● **YOUR INSTRUCTIONS**: Whenever a line of the listing contains the string "tests", return that line.

⁂

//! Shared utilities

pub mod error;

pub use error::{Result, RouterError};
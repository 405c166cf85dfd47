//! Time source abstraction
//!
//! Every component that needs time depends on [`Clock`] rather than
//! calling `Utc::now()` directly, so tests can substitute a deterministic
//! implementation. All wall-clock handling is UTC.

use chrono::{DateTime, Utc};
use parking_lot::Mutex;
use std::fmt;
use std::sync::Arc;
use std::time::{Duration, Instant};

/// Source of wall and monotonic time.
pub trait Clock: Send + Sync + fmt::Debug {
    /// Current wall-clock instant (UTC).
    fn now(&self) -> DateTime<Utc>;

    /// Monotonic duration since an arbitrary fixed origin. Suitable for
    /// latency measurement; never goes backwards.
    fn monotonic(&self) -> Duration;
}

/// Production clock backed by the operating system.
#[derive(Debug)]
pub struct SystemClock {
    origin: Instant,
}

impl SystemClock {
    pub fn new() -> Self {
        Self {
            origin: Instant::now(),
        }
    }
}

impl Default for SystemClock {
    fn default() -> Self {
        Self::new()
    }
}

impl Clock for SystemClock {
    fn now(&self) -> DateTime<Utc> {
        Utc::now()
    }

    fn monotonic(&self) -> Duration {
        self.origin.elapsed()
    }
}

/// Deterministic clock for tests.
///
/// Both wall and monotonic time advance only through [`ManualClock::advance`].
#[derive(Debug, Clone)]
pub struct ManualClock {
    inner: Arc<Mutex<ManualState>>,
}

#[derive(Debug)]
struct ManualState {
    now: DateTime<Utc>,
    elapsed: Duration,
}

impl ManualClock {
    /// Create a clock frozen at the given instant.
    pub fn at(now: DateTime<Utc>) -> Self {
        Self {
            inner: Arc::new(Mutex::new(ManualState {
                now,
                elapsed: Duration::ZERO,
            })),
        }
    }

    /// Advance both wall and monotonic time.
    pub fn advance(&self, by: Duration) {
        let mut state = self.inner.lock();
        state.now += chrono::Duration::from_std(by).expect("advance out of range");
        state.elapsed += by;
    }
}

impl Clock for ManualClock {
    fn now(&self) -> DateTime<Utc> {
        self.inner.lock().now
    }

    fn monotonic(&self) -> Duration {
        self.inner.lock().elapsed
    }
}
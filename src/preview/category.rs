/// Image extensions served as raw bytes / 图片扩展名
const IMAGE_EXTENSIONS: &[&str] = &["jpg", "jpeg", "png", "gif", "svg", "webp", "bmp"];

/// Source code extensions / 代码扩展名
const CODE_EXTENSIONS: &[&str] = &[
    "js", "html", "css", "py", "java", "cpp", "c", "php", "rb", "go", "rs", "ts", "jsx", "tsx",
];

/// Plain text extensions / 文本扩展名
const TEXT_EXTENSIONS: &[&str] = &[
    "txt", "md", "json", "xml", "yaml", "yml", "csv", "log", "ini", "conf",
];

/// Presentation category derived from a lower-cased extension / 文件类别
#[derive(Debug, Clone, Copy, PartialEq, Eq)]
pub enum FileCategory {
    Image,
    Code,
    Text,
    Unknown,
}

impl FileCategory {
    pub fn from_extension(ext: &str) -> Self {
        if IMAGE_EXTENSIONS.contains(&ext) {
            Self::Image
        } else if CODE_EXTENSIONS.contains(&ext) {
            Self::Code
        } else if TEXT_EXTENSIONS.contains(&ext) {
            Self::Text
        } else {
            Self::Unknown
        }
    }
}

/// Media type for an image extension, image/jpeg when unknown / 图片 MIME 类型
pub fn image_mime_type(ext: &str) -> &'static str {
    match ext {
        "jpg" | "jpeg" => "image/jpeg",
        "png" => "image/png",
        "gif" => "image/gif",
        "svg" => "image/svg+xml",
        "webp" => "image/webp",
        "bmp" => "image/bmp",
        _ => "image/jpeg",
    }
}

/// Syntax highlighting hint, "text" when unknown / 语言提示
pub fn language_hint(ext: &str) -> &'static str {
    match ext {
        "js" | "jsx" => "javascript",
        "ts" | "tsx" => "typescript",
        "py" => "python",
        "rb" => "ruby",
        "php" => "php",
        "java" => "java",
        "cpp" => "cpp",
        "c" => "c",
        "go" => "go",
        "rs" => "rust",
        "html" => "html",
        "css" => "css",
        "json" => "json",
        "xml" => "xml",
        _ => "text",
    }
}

⁂

● **RESPONSE AREA**:
//! calling `Utc::now()` directly, so tests can substitute a deterministic
/// Deterministic clock for tests.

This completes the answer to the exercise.